### EXERCISE BRIEF:
Every line containing the word "replay" must be pulled from the records.
::: RECORDS SHOWN :::
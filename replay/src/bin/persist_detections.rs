use std::fs::{self, File};
use std::path::PathBuf;

use replay::{parse_mode_arg, write_detections_csv};
use store::DetectionStore;
use swingline::{
    init_logging, load_candles, DetectionEngine, DetectionProfileConfig, PatternType, RunContext,
};

fn main() -> Result<(), Box<dyn std::error::Error>> {
    init_logging();

    let args: Vec<String> = std::env::args().collect();
    if args.len() < 4 {
        eprintln!(
            "usage: cargo run -p replay --bin persist_detections -- <csv_path> <series_id> <store_root> [profile.yaml|profile.json|-] [user_id|-] [mode:wicks|closes|-] [csv_out]"
        );
        std::process::exit(2);
    }

    let csv_path = PathBuf::from(&args[1]);
    let series = args[2].clone();
    let store = DetectionStore::open(&args[3])?;
    let profile = match args.get(4) {
        Some(path) if path != "-" => DetectionProfileConfig::from_file(path)?,
        _ => DetectionProfileConfig::default(),
    };
    let user_id = args.get(5).map(String::as_str).filter(|x| *x != "-");
    let mode_override = parse_mode_arg(args.get(6).map(String::as_str))?;
    let csv_out = args.get(7).map(PathBuf::from);

    let candles = load_candles(&csv_path)?;
    let engine = DetectionEngine::new(profile);
    let ctx = RunContext {
        user_id,
        series_id: Some(series.as_str()),
        mode_override,
    };

    let mut all = Vec::new();
    for pattern in [PatternType::Swings, PatternType::Bos, PatternType::Msb] {
        let run = engine.run(pattern, &candles, &ctx)?;
        let written = store.replace(&series, &run)?;
        println!(
            "stored {} {} detections for {} (mode={})",
            written,
            pattern.as_str(),
            series,
            run.mode.as_str()
        );
        all.extend(run.detections);
    }

    if let Some(path) = csv_out {
        if let Some(parent) = path.parent() {
            if !parent.as_os_str().is_empty() {
                fs::create_dir_all(parent)?;
            }
        }
        all.sort_by_key(|x| (x.candle_time, x.candle_index));
        write_detections_csv(File::create(&path)?, &series, &all)?;
        println!("flat detections written to {}", path.display());
    }

    Ok(())
}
:::
### RESULT FOR THIS TASK:
filename replay/src/bin/persist_detections.rs
use replay::{parse_mode_arg, write_detections_csv};
            "usage: cargo run -p replay --bin persist_detections -- <csv_path> <series_id> <store_root> [profile.yaml|profile.json|-] [user_id|-] [mode:wicks|closes|-] [csv_out]"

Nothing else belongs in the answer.